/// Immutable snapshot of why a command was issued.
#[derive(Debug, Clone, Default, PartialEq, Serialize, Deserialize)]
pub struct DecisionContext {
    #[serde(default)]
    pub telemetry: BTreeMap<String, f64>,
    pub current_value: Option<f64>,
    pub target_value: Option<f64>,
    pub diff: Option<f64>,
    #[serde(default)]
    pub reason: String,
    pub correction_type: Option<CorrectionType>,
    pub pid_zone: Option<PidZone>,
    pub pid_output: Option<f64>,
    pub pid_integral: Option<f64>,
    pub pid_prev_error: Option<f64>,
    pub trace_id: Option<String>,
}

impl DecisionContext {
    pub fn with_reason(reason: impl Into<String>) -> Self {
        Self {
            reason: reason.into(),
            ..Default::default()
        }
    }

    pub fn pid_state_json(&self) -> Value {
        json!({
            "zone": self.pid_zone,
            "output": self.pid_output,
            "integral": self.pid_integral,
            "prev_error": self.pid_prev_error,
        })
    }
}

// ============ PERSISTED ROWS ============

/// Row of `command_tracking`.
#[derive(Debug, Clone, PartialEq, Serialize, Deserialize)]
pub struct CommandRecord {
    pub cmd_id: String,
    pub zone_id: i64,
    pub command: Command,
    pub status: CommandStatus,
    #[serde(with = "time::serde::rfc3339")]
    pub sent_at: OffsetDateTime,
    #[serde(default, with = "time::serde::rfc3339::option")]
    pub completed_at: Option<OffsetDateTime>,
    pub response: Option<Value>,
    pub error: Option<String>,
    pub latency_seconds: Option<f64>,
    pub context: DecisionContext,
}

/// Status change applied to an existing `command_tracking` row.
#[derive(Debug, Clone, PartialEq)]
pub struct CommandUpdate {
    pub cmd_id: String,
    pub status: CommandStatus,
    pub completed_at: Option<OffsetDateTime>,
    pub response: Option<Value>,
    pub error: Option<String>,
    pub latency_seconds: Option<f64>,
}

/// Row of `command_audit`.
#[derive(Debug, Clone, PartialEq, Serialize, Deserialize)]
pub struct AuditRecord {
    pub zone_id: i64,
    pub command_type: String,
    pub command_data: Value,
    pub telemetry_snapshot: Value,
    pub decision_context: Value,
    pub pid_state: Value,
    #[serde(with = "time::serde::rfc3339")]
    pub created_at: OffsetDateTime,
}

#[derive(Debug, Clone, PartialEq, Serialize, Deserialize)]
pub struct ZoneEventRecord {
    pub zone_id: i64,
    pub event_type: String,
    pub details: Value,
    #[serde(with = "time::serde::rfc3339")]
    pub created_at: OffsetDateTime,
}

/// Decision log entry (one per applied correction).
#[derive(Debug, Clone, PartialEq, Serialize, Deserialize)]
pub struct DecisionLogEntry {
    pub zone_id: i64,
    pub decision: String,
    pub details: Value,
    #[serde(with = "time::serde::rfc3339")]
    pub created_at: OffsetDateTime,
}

▶ **What to do**: Line by line, retype the records with no changes.

▶ **Answer to this exercise**:
/// Immutable snapshot of why a command was issued.
#[derive(Debug, Clone, Default, PartialEq, Serialize, Deserialize)]
pub struct DecisionContext {
    #[serde(default)]
    pub telemetry: BTreeMap<String, f64>,
    pub current_value: Option<f64>,
    pub target_value: Option<f64>,
    pub diff: Option<f64>,
    #[serde(default)]
    pub reason: String,
    pub correction_type: Option<CorrectionType>,
    pub pid_zone: Option<PidZone>,
    pub pid_output: Option<f64>,
    pub pid_integral: Option<f64>,
    pub pid_prev_error: Option<f64>,
    pub trace_id: Option<String>,
}

impl DecisionContext {
    pub fn with_reason(reason: impl Into<String>) -> Self {
        Self {
            reason: reason.into(),
            ..Default::default()
        }
    }

    pub fn pid_state_json(&self) -> Value {
        json!({
            "zone": self.pid_zone,
            "output": self.pid_output,
            "integral": self.pid_integral,
            "prev_error": self.pid_prev_error,
        })
    }
}

// ============ PERSISTED ROWS ============

/// Row of `command_tracking`.
#[derive(Debug, Clone, PartialEq, Serialize, Deserialize)]
pub struct CommandRecord {
    pub cmd_id: String,
    pub zone_id: i64,
    pub command: Command,
    pub status: CommandStatus,
    #[serde(with = "time::serde::rfc3339")]
    pub sent_at: OffsetDateTime,
    #[serde(default, with = "time::serde::rfc3339::option")]
    pub completed_at: Option<OffsetDateTime>,
    pub response: Option<Value>,
    pub error: Option<String>,
    pub latency_seconds: Option<f64>,
    pub context: DecisionContext,
}

/// Status change applied to an existing `command_tracking` row.
#[derive(Debug, Clone, PartialEq)]
pub struct CommandUpdate {
    pub cmd_id: String,
    pub status: CommandStatus,
    pub completed_at: Option<OffsetDateTime>,
    pub response: Option<Value>,
    pub error: Option<String>,
    pub latency_seconds: Option<f64>,
}

/// Row of `command_audit`.
#[derive(Debug, Clone, PartialEq, Serialize, Deserialize)]
pub struct AuditRecord {
    pub zone_id: i64,
    pub command_type: String,
    pub command_data: Value,
    pub telemetry_snapshot: Value,
    pub decision_context: Value,
    pub pid_state: Value,
    #[serde(with = "time::serde::rfc3339")]
    pub created_at: OffsetDateTime,
}

#[derive(Debug, Clone, PartialEq, Serialize, Deserialize)]
pub struct ZoneEventRecord {
    pub zone_id: i64,
    pub event_type: String,
    pub details: Value,
    #[serde(with = "time::serde::rfc3339")]
    pub created_at: OffsetDateTime,
}

/// Decision log entry (one per applied correction).
#[derive(Debug, Clone, PartialEq, Serialize, Deserialize)]
pub struct DecisionLogEntry {
    pub zone_id: i64,
    pub decision: String,
    pub details: Value,
    #[serde(with = "time::serde::rfc3339")]
    pub created_at: OffsetDateTime,
}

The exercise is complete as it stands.